One must wonder how many lame excuses the Fire Chief, Mr. White will give the Mayor and City Council before some one asks city staff to do research on the number of females in agencies around California. Perhaps we should start with L.A. County Fire-they have a lady captain.
I like many are not computer savvy, but many of you are, so why not dig into the budget and find how much the city and Board of Education has received from property tax over the past five (5) years. Then check out wages and benefits and lastly check out years down the road when the new construction projects will be complete and see how much dough will be rolling in; if the City and Board were, in my opinion, somewhat honest they would tell us how much is truly needed and annually refund the overage to the taxpayer; instead of paying outrageous pensions, and wages. Don’t be fooled. VOTE NO!
To see how things have changed the American Legion in their monthly magazine published 4 ½ years ago, “Our Pacific Assets: U.S. personnel tasked to the Asia-Pacific theater 330,000 U.S. Warships tasked to the Asia-Pacific theater 180 and U.S. Aircraft tasked to the Asia-Pacific theater 2,000.
Did you read in the San Gabriel Valley Tribune, a while back Sacramento was talking about authorizing a first ever pilot program to tax motorists by vehicle miles driven. What will be coming next?
Do you need a very interesting place to take the family that is close by and reasonable? Why not investigate the Hollywood Museum at (323) 464-7776 (thehollywoodmuseum.com)?
I moved into Culver City almost 44 years ago and just recently discovered a dozen or so check registers from 1980 and Security Pacific National Bank. See how many stores you remember.

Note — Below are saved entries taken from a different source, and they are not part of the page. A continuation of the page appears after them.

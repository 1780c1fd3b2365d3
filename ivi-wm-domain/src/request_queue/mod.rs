//! Ordered queue of transition requests with a single current request.
//!
//! The front of the queue is always the request being executed. An app may
//! have at most one request waiting behind the current one.

pub mod types;

use std::collections::VecDeque;

use tracing::debug;

use crate::error::{WMError, WmResult};
use crate::types::RequestId;
pub use types::{RequestHandle, WmAction, WmRequest, WmTrigger};

#[derive(Debug)]
pub struct RequestQueue {
    requests: VecDeque<WmRequest>,
    next_id: RequestId,
}

impl Default for RequestQueue {
    fn default() -> Self {
        Self {
            requests: VecDeque::new(),
            next_id: 1,
        }
    }
}

impl RequestQueue {
    pub fn new() -> Self {
        Self::default()
    }

    /// Appends a request. Fails with `ReqRejected` if the app already has a
    /// request waiting behind the current one.
    pub fn push(&mut self, trigger: WmTrigger) -> WmResult<RequestHandle> {
        if self.has_pending_for(&trigger.app_id) {
            debug!(app_id = %trigger.app_id, "Request already pending for app");
            return Err(WMError::ReqRejected);
        }
        let id = self.allocate_id();
        let queued_behind = self.requests.len();
        self.requests.push_back(WmRequest::new(id, trigger));
        Ok(RequestHandle { id, queued_behind })
    }

    fn allocate_id(&mut self) -> RequestId {
        let id = self.next_id;
        self.next_id = match self.next_id.wrapping_add(1) {
            0 => 1,
            n => n,
        };
        id
    }

    pub fn current(&self) -> Option<&WmRequest> {
        self.requests.front()
    }

    pub(crate) fn current_mut(&mut self) -> Option<&mut WmRequest> {
        self.requests.front_mut()
    }

    pub fn current_id(&self) -> Option<RequestId> {
        self.current().map(WmRequest::id)
    }

    /// Removes the current request; the next one (if any) becomes current.
    pub fn pop_current(&mut self) -> Option<WmRequest> {
        self.requests.pop_front()
    }

    /// Whether `app_id` has a request queued behind the current one.
    pub fn has_pending_for(&self, app_id: &str) -> bool {
        self.requests.iter().skip(1).any(|r| r.trigger().app_id == app_id)
    }

    /// Drops non-current requests from `app_id`, returning how many were dropped.
    pub fn remove_pending_for(&mut self, app_id: &str) -> usize {
        let before = self.requests.len();
        let mut index = 0;
        self.requests.retain(|r| {
            let keep = index == 0 || r.trigger().app_id != app_id;
            index += 1;
            keep
        });
        before - self.requests.len()
    }

    pub fn iter(&self) -> impl Iterator<Item = &WmRequest> {
        self.requests.iter()
    }

    pub fn len(&self) -> usize {
        self.requests.len()
    }

    pub fn is_empty(&self) -> bool {
        self.requests.is_empty()
    }
}

#[cfg(test)]
mod tests {
    use super::*;
    use crate::types::{Task, Visibility};

    fn trigger(app_id: &str, role: &str) -> WmTrigger {
        WmTrigger {
            app_id: app_id.to_string(),
            role: role.to_string(),
            area: "normal.full".to_string(),
            task: Task::Allocate,
        }
    }

    #[test]
    fn numbers_requests_from_one() {
        let mut queue = RequestQueue::new();
        let first = queue.push(trigger("a", "map")).unwrap();
        let second = queue.push(trigger("b", "music")).unwrap();
        assert_eq!((first.id, first.queued_behind), (1, 0));
        assert_eq!((second.id, second.queued_behind), (2, 1));
        assert_eq!(queue.current_id(), Some(1));
    }

    #[test]
    fn rejects_second_pending_request_for_app() {
        let mut queue = RequestQueue::new();
        queue.push(trigger("a", "map")).unwrap();
        // the current request does not count as pending
        queue.push(trigger("a", "map")).unwrap();
        assert_eq!(queue.push(trigger("a", "video")), Err(WMError::ReqRejected));
        assert_eq!(queue.len(), 2);
    }

    #[test]
    fn pop_advances_current() {
        let mut queue = RequestQueue::new();
        queue.push(trigger("a", "map")).unwrap();
        queue.push(trigger("b", "music")).unwrap();
        assert_eq!(queue.pop_current().map(|r| r.id()), Some(1));
        assert_eq!(queue.current_id(), Some(2));
        queue.pop_current();
        assert!(queue.is_empty());
        assert_eq!(queue.current_id(), None);
    }

    #[test]
    fn ids_wrap_without_zero() {
        let mut queue = RequestQueue::new();
        queue.next_id = u32::MAX;
        assert_eq!(queue.push(trigger("a", "map")).unwrap().id, u32::MAX);
        assert_eq!(queue.push(trigger("b", "map")).unwrap().id, 1);
    }

    #[test]
    fn remove_pending_keeps_current() {
        let mut queue = RequestQueue::new();
        queue.push(trigger("a", "map")).unwrap();
        queue.push(trigger("b", "music")).unwrap();
        queue.push(trigger("a", "map")).unwrap();
        assert_eq!(queue.remove_pending_for("a"), 1);
        assert_eq!(queue.iter().map(|r| r.id()).collect::<Vec<_>>(), vec![1, 2]);
    }

    #[test]
    fn draw_acknowledgements_complete_request() {
        let mut request = WmRequest::new(1, trigger("a", "map"));
        assert!(request.plan(vec![
            WmAction::new("b", "music", 2, 1001, "", Visibility::Invisible),
            WmAction::new("a", "map", 1, 1001, "normal.full", Visibility::Visible),
        ]));
        assert!(!request.plan(Vec::new()));
        assert!(!request.draw_complete());
        assert_eq!(request.mark_draw_finished("a", "music"), 0);
        assert_eq!(request.mark_draw_finished("a", "map"), 1);
        assert!(request.draw_complete());
        assert_eq!(request.mark_draw_finished("a", "map"), 0);
    }
}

Mar Vista Market Santa Monica Evening Outlook
Mohawk Oil Thrifty Drug Store
Paper Factory Committee to re-elect Jacobs
Fed Mart Committee to elect Mc Cain
Safeway Food Fawn Lau Chinese Laundry
House of Pancakes Montgomery Ward
Boys Market Albertsons
Texaco Bobs Restaurant
May Company CC Citizens Coalition
Thriftimart Food Hughes Grocery
The Los Angeles Daily News stated sometime ago California’s Legislative Analysts’ Office from fiscal year 2016-17 to 2020-21 annual contributions to CalSTRS from school districts the state and teachers will rise from $9.7 billion to $14.3 billion.

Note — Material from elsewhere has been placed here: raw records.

//! Configuration data structures for the window manager service.
//!
//! [`ServiceConfig`] is the root, deserialized from TOML. Every section and
//! field has a default so an empty file (or no file) is a valid configuration.
//! Unknown fields are rejected.

use serde::Deserialize;
use std::path::PathBuf;

use super::defaults;
use crate::types::ScalingMode;
use crate::utils::paths::installed_document_path;

/// Configuration settings for the logging subsystem.
///
/// ```
/// use ivi_wm_core::config::LoggingConfig;
///
/// let cfg: LoggingConfig = toml::from_str("level = \"debug\"\nformat = \"json\"").unwrap();
/// assert_eq!(cfg.level, "debug");
/// assert_eq!(cfg.file_path, None);
/// ```
#[derive(Debug, Clone, PartialEq, Deserialize)]
#[serde(deny_unknown_fields)]
pub struct LoggingConfig {
    /// One of "trace", "debug", "info", "warn", "error" (case-insensitive).
    #[serde(default = "defaults::default_log_level")]
    pub level: String,
    /// Optional log file. Relative paths are resolved against the app state directory.
    #[serde(default = "defaults::default_log_file_path")]
    pub file_path: Option<PathBuf>,
    /// "text" or "json".
    #[serde(default = "defaults::default_log_format")]
    pub format: String,
}

impl Default for LoggingConfig {
    fn default() -> Self {
        Self {
            level: defaults::default_log_level(),
            file_path: defaults::default_log_file_path(),
            format: defaults::default_log_format(),
        }
    }
}

/// Locations of the JSON layout documents.
///
/// A `None` path means "use the built-in default document".
#[derive(Debug, Clone, Default, PartialEq, Deserialize)]
#[serde(deny_unknown_fields)]
pub struct DocumentPaths {
    #[serde(default)]
    pub layers: Option<PathBuf>,
    #[serde(default)]
    pub areas: Option<PathBuf>,
    #[serde(default)]
    pub old_roles: Option<PathBuf>,
}

impl DocumentPaths {
    /// Fills unset paths from `$AFM_APP_INSTALL_DIR/etc` when that variable is set.
    pub fn with_install_dir_fallback(mut self) -> Self {
        if self.layers.is_none() {
            self.layers = installed_document_path("layers.json");
        }
        if self.areas.is_none() {
            self.areas = installed_document_path("areas.db");
        }
        if self.old_roles.is_none() {
            self.old_roles = installed_document_path("old_roles.db");
        }
        self
    }
}

/// Tuning for the transition state machine.
#[derive(Debug, Clone, PartialEq, Deserialize)]
#[serde(deny_unknown_fields)]
pub struct TransitionConfig {
    /// Deadline for all draw acknowledgements of one request, in milliseconds.
    #[serde(default = "defaults::default_timeout_ms")]
    pub timeout_ms: u64,
    /// Capacity of the lifecycle event broadcast channel.
    #[serde(default = "defaults::default_event_capacity")]
    pub event_capacity: usize,
}

impl Default for TransitionConfig {
    fn default() -> Self {
        Self {
            timeout_ms: defaults::default_timeout_ms(),
            event_capacity: defaults::default_event_capacity(),
        }
    }
}

#[derive(Debug, Clone, PartialEq, Deserialize)]
#[serde(deny_unknown_fields)]
pub struct DisplayConfig {
    #[serde(default = "defaults::default_scaling")]
    pub scaling: ScalingMode,
}

impl Default for DisplayConfig {
    fn default() -> Self {
        Self { scaling: defaults::default_scaling() }
    }
}

/// Parameters of the reference layout policy.
#[derive(Debug, Clone, PartialEq, Deserialize)]
#[serde(deny_unknown_fields)]
pub struct PolicyConfig {
    /// Roles that always get `fullscreen_area` and never evict other surfaces.
    #[serde(default = "defaults::default_fullscreen_roles")]
    pub fullscreen_roles: Vec<String>,
    #[serde(default = "defaults::default_fullscreen_area")]
    pub fullscreen_area: String,
}

impl Default for PolicyConfig {
    fn default() -> Self {
        Self {
            fullscreen_roles: defaults::default_fullscreen_roles(),
            fullscreen_area: defaults::default_fullscreen_area(),
        }
    }
}

/// Root configuration of the window manager service.
///
/// ```
/// use ivi_wm_core::config::ServiceConfig;
///
/// let cfg: ServiceConfig = toml::from_str("[transition]\ntimeout_ms = 500").unwrap();
/// assert_eq!(cfg.transition.timeout_ms, 500);
/// assert_eq!(cfg.policy.fullscreen_area, "fullscreen");
/// ```
#[derive(Debug, Clone, Default, PartialEq, Deserialize)]
#[serde(deny_unknown_fields)]
pub struct ServiceConfig {
    #[serde(default)]
    pub logging: LoggingConfig,
    #[serde(default)]
    pub paths: DocumentPaths,
    #[serde(default)]
    pub transition: TransitionConfig,
    #[serde(default)]
    pub display: DisplayConfig,
    #[serde(default)]
    pub policy: PolicyConfig,
}

#[cfg(test)]
mod tests {
    use super::*;
    use pretty_assertions::assert_eq;

    #[test]
    fn empty_document_yields_defaults() {
        let cfg: ServiceConfig = toml::from_str("").unwrap();
        assert_eq!(cfg, ServiceConfig::default());
        assert_eq!(cfg.transition.timeout_ms, 3000);
        assert_eq!(cfg.display.scaling, ScalingMode::AspectFit);
        assert_eq!(cfg.policy.fullscreen_roles, vec!["homescreen".to_string()]);
    }

    #[test]
    fn full_document_parses() {
        let cfg: ServiceConfig = toml::from_str(
            r#"
            [logging]
            level = "debug"
            file_path = "wm.log"
            format = "json"

            [paths]
            layers = "/opt/wm/etc/layers.json"

            [transition]
            timeout_ms = 1500
            event_capacity = 16

            [display]
            scaling = "display_fit"

            [policy]
            fullscreen_roles = ["homescreen", "restriction"]
            fullscreen_area = "restriction.normal"
            "#,
        )
        .unwrap();
        assert_eq!(cfg.logging.file_path, Some(PathBuf::from("wm.log")));
        assert_eq!(cfg.paths.layers, Some(PathBuf::from("/opt/wm/etc/layers.json")));
        assert_eq!(cfg.paths.areas, None);
        assert_eq!(cfg.transition.event_capacity, 16);
        assert_eq!(cfg.display.scaling, ScalingMode::DisplayFit);
        assert_eq!(cfg.policy.fullscreen_roles.len(), 2);
    }

    #[test]
    fn unknown_fields_are_rejected() {
        assert!(toml::from_str::<ServiceConfig>("[transition]\ntimeout = 3").is_err());
    }
}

Who said, “A nickel ain’t worth a dime anymore”? It was the New York Yankee catcher Yogi Berra who passed away three years ago at ninety. USA Today.

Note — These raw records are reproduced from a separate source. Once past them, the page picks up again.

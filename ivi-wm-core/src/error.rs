//! Error handling for the window manager core layer.
//!
//! [`CoreError`] is the umbrella type returned by configuration loading,
//! logging setup and the filesystem helpers. More specific failures are
//! described by [`ConfigError`] and [`LoggingError`] and converted with `?`.

use std::io;
use std::path::PathBuf;
use thiserror::Error;

/// Core error type for the infrastructure layer.
#[derive(Debug, Error)]
pub enum CoreError {
    /// Errors related to configuration loading, parsing, or validation.
    #[error("Configuration Error: {0}")]
    Config(#[from] ConfigError),

    /// Errors raised while setting up the logging subsystem.
    #[error("Logging Error: {0}")]
    Logging(#[from] LoggingError),

    /// Filesystem operations that failed on a known path.
    #[error("Filesystem Error: {message} (Path: {path:?})")]
    Filesystem {
        message: String,
        path: PathBuf,
        #[source]
        source: io::Error,
    },

    /// General I/O errors not covered by other variants.
    #[error("I/O Error: {0}")]
    Io(#[from] io::Error),

    /// Invalid input provided to a function or method.
    #[error("Invalid Input: {0}")]
    InvalidInput(String),

    #[error("An unexpected internal error occurred: {0}")]
    Internal(String),
}

/// Error type for configuration-related operations.
#[derive(Debug, Error)]
pub enum ConfigError {
    /// An error occurred while reading a configuration file.
    #[error("Failed to read configuration file from {path:?}")]
    ReadError {
        path: PathBuf,
        #[source]
        source: io::Error,
    },

    /// The TOML service configuration could not be parsed.
    #[error("Failed to parse configuration file: {0}")]
    ParseError(#[from] toml::de::Error),

    /// A JSON layout document could not be parsed.
    #[error("Failed to parse JSON document: {0}")]
    JsonError(#[from] serde_json::Error),

    /// Values parsed fine but are not acceptable.
    #[error("Configuration validation failed: {0}")]
    ValidationError(String),

    /// A required base directory (e.g. XDG config home) could not be determined.
    #[error("Could not determine base directory for {dir_type}")]
    DirectoryUnavailable { dir_type: String },
}

/// Error type for logging-related operations.
#[derive(Debug, Error)]
pub enum LoggingError {
    #[error("Failed to initialize logging: {0}")]
    InitializationFailure(String),

    /// An I/O error occurred while preparing a log destination.
    #[error("Logging I/O error: {0}")]
    IoError(#[from] io::Error),
}

#[cfg(test)]
mod tests {
    use super::*;
    use std::error::Error;
    use std::io::ErrorKind;

    #[test]
    fn config_error_wraps_into_core_error() {
        let core_err: CoreError = ConfigError::ValidationError("timeout_ms must be > 0".to_string()).into();
        assert_eq!(
            core_err.to_string(),
            "Configuration Error: Configuration validation failed: timeout_ms must be > 0"
        );
        assert!(core_err.source().is_some());
    }

    #[test]
    fn read_error_keeps_io_source() {
        let err = ConfigError::ReadError {
            path: PathBuf::from("/etc/ivi-wm/config.toml"),
            source: io::Error::new(ErrorKind::PermissionDenied, "denied"),
        };
        assert!(err.to_string().contains("/etc/ivi-wm/config.toml"));
        assert_eq!(err.source().map(|s| s.to_string()), Some("denied".to_string()));
    }

    #[test]
    fn json_error_converts() {
        let bad = serde_json::from_str::<serde_json::Value>("{ not json").unwrap_err();
        let err: ConfigError = bad.into();
        assert!(matches!(err, ConfigError::JsonError(_)));
    }

    #[test]
    fn logging_error_display() {
        let err = CoreError::Logging(LoggingError::InitializationFailure("already set".into()));
        assert_eq!(err.to_string(), "Logging Error: Failed to initialize logging: already set");
    }
}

Gabe Lacques, USA Today Sports, writes Baseball legend Berra, “an American original, ‘dies at 90. When a Hall of Fame athlete dies, and it’s suggested there will never be another like him or her, some suspension of disbelief is required. In the case of Yogi Berra, that claim almost certainly is accurate. Berra died at his New Jersey home, four months after his 90th birthday and nearly 70 years after he first thrust himself into the USA’s collective conscience. Berra was a 10-time World Series champion with the New York Yankees, a three-time American League MVP and a 15-time All Star catcher who earned election to the Hall of Fame in 1972. Yet Berra’s legacy was forged not on clutch playoff performances but rather a kindness of heart and a subtle wit that spawned dozens of “Yogi-isms” that resonate today. “Yogi Berra was an American original – a Hall of Famer and humble veteran; prolific jokester and jovial prophet, “President Obama said in a statement. “He epitomized what it meant to be a sportsman and a citizen, with a bit heart, competitive spirit, and a selfless desire to open baseball to everyone, no matter their background.” Berra’s death – he’d remained increasingly out of the public eye since suffering a fall at his home in 2010- provoked an outpouring of remembrances. Many involved his most legendary of quips, with “it ain’t over ‘til it’s over” the most famous, and perhaps “Nobody goes there anymore; it’s too crowded” the most relatable. His saying often came tailored for the recipient. Hall of Fame catcher Johnny Bench shared on Twitter a telegram Berra sent him after Bench broke his record for home runs by a catcher. “I always thought the record would stand until it was broken,” Berra wrote on July 16, 1980. “we’re losing a great man, and I’m losing a great friend, former Yankees pitcher Ron Guidry said in a statement. “all I know is every time I hear the word ‘baseball, “I think of Yogi.”